Septic arthritis (SA) is considered a medical emergency. The most common etiological agents are glucose consuming bacteria, so we evaluated the clinical utility of synovial fluid (SF) glucose levels and other biochemical parameters for supporting the diagnosis of the disease and their association with a positive bacteria culture and joint destruction.
Adult patients with SA diagnose were enrolled prospectively between July 2018 and October 2019. As control group, adults with knee osteoarthritis, meniscus and/or knee ligaments lesions were enrolled. SF samples were obtained from the joints by arthrocentesis/arthrotomy. Microbiological analyses of SF were performed using Brucella broth blood culture flasks, samples were incubated at 37°C with 5% CO2 for 24 hours. Gram stain, chocolate and blood agar were used for the identification and growth of the bacteria. SF glucose levels, pH and leukocyte esterase were measured as biochemical parameters using a glucometer and colorimetric test strips. The Outerbridge classification was used for grading the osteochondral injury. Furthermore, blood samples were collected from patients and control subjects for determining glucose levels.
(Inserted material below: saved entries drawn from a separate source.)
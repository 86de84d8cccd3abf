use sqlx::{PgPool, postgres::PgPoolOptions};

use crate::{Result, schema};

const SCHEMA_LOCK_ID: i64 = 7_340_211;

pub struct Db {
	pub pool: PgPool,
}
impl Db {
	pub async fn connect(cfg: &trendwatch_config::Postgres) -> Result<Self> {
		let pool =
			PgPoolOptions::new().max_connections(cfg.pool_max_conns).connect(&cfg.dsn).await?;

		Ok(Self { pool })
	}

	pub async fn ensure_schema(&self, vector_dim: u32) -> Result<()> {
		let sql = schema::render_schema(vector_dim);
		// Advisory locks are per connection; the transaction pins one and releases it on commit.
		let mut tx = self.pool.begin().await?;

		sqlx::query("SELECT pg_advisory_xact_lock($1)")
			.bind(SCHEMA_LOCK_ID)
			.execute(&mut *tx)
			.await?;

		for statement in schema::statements(&sql) {
			sqlx::query(statement).execute(&mut *tx).await?;
		}

		tx.commit().await?;

		tracing::info!(vector_dim, "Database schema is ready.");

		Ok(())
	}
}
//! One batch run of trend detection, from ingest to persistence.

use std::{fmt, time::Instant};

use serde::{Deserialize, Serialize};
use time::OffsetDateTime;

use trendwatch_domain::{
	ClusterParams, NormalizedQuery, RawQuery, ScoringParams, Trend, cluster, score,
};

use crate::{Error, ResponseStatus, Result, TrendService, vectorize};

pub const INSUFFICIENT_DATA: &str = "Insufficient data for clustering";
pub const NO_CLUSTERS: &str = "No semantic clusters found";

#[derive(Debug, Clone, Copy, PartialEq, Eq, Serialize, Deserialize)]
#[serde(rename_all = "snake_case")]
pub enum Stage {
	Ingest,
	Normalize,
	Vectorize,
	Cluster,
	Score,
	Enrich,
	Persist,
	Done,
}
impl fmt::Display for Stage {
	fn fmt(&self, f: &mut fmt::Formatter<'_>) -> fmt::Result {
		let name = match self {
			Self::Ingest => "ingest",
			Self::Normalize => "normalize",
			Self::Vectorize => "vectorize",
			Self::Cluster => "cluster",
			Self::Score => "score",
			Self::Enrich => "enrich",
			Self::Persist => "persist",
			Self::Done => "done",
		};

		f.write_str(name)
	}
}

#[derive(Debug, Clone, PartialEq, Serialize, Deserialize)]
pub struct BatchResult {
	pub status: ResponseStatus,
	pub trends_identified: usize,
	pub total_queries_processed: usize,
	#[serde(default, skip_serializing_if = "Option::is_none")]
	pub message: Option<String>,
	#[serde(default, skip_serializing_if = "Option::is_none")]
	pub error: Option<String>,
}
impl BatchResult {
	pub fn success(trends_identified: usize, total_queries_processed: usize) -> Self {
		Self {
			status: ResponseStatus::Success,
			trends_identified,
			total_queries_processed,
			message: None,
			error: None,
		}
	}

	pub fn skipped(total_queries_processed: usize, message: &str) -> Self {
		Self {
			message: Some(message.to_string()),
			..Self::success(0, total_queries_processed)
		}
	}

	/// Counts are zeroed on failure.
	pub fn failure(err: &Error) -> Self {
		Self {
			status: ResponseStatus::Error,
			trends_identified: 0,
			total_queries_processed: 0,
			message: None,
			error: Some(err.to_string()),
		}
	}

	pub fn is_success(&self) -> bool {
		self.status == ResponseStatus::Success
	}
}

impl TrendService {
	/// Runs one batch against the current wall clock. Never returns an error; failures are
	/// reported in the result and logged.
	pub async fn run_batch(&self) -> BatchResult {
		self.run_batch_at(OffsetDateTime::now_utc()).await
	}

	/// Runs one batch, scoring recency relative to `now`.
	pub async fn run_batch_at(&self, now: OffsetDateTime) -> BatchResult {
		let started = Instant::now();
		let mut stage = Stage::Ingest;

		tracing::info!("Trend batch started.");

		match self.execute_batch(now, &mut stage).await {
			Ok(result) => {
				tracing::info!(
					trends_identified = result.trends_identified,
					total_queries_processed = result.total_queries_processed,
					outcome = result.message.as_deref().unwrap_or("persisted"),
					elapsed_ms = started.elapsed().as_millis() as u64,
					"Trend batch finished."
				);

				result
			},
			Err(err) => {
				tracing::error!(stage = %stage, error = %err, "Trend batch failed.");

				BatchResult::failure(&err)
			},
		}
	}

	async fn execute_batch(&self, now: OffsetDateTime, stage: &mut Stage) -> Result<BatchResult> {
		let trends_cfg = &self.cfg.trends;
		let min_cluster_size = trends_cfg.min_cluster_size as usize;
		let raw =
			self.store.read_queries(trends_cfg.batch_interval_minutes, trends_cfg.max_rows).await?;
		let total = raw.len();

		if total < min_cluster_size {
			tracing::info!(count = total, "Not enough queries for clustering.");

			return Ok(BatchResult::skipped(total, INSUFFICIENT_DATA));
		}

		*stage = Stage::Normalize;

		let normalized = normalize_batch(raw);

		if normalized.len() < min_cluster_size {
			return Ok(BatchResult::skipped(total, INSUFFICIENT_DATA));
		}

		*stage = Stage::Vectorize;

		let vectorized = vectorize::vectorize(
			self.providers.embedding.as_ref(),
			&self.cfg.providers.embedding,
			normalized,
		)
		.await?;

		if vectorized.queries.len() < min_cluster_size {
			return Err(Error::Embedding {
				message: format!(
					"Only {} of {total} queries received embeddings.",
					vectorized.queries.len()
				),
			});
		}

		*stage = Stage::Cluster;

		let embedded = vectorized.queries;
		let vectors: Vec<&[f32]> = embedded.iter().map(|query| &*query.embedding).collect();
		let clusters = cluster::cluster_embeddings(&vectors, ClusterParams::from(trends_cfg));

		tracing::debug!(clusters = clusters.len(), points = embedded.len(), "Clustering finished.");

		if clusters.is_empty() {
			return Ok(BatchResult::skipped(total, NO_CLUSTERS));
		}

		*stage = Stage::Score;

		let mut trends =
			score::score_clusters(&clusters, &embedded, &ScoringParams::from(trends_cfg), now);

		*stage = Stage::Enrich;

		self.enrich(&mut trends).await;

		*stage = Stage::Persist;

		let batch_timestamp = OffsetDateTime::now_utc();
		let written = self.store.write_trends(&trends, batch_timestamp).await?;

		*stage = Stage::Done;

		Ok(BatchResult::success(written, total))
	}

	async fn enrich(&self, trends: &mut [Trend]) {
		for trend in trends.iter_mut() {
			trend.representative_query_generated =
				self.generate_phrase(&trend.top_query_texts()).await;
		}
	}
}

/// Normalizes raw queries, dropping any that normalize to nothing.
pub fn normalize_batch(raw: Vec<RawQuery>) -> Vec<NormalizedQuery> {
	raw.into_iter()
		.map(NormalizedQuery::from_raw)
		.filter(|query| !query.normalized_text.is_empty())
		.collect()
}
We included 8 subjects with knee ligaments lesions, 6 with meniscus lesions and 5 with osteoarthritis as control group, as well as 20 patients with SA diagnose. The mean age of the patients was 57.8 years with a 65% of male predominance. The most common affected joint was the knee (85%). SF culture was positive in 60% of the cases and the most common etiological agent was Staphylococcus aureus (58.3%). SF glucose levels from patients were lower than the controls (P=0.0018) and showed the lowest concentration in patients with a positive culture (P=0.0004). There was also a difference between blood and SF glucose concentration from the positive culture patients (P<0.0001). Leucocyte esterase presented the highest values in positive culture patients (P=<0.0001) and a more acidic pH was found compared to the control group (P<0.0001). Regarding the osteochondral injury, the lowest concentrations of SF glucose were found in patients with a higher grade in the classification (P = 0.0046).
SF glucose and leukocyte esterase concentrations might be a quick and cheap useful parameter for the physician for distinguishing between bacterial infection and not infected joint. In addition, the lowest SF glucose levels might give information about the joint damage due to the disease.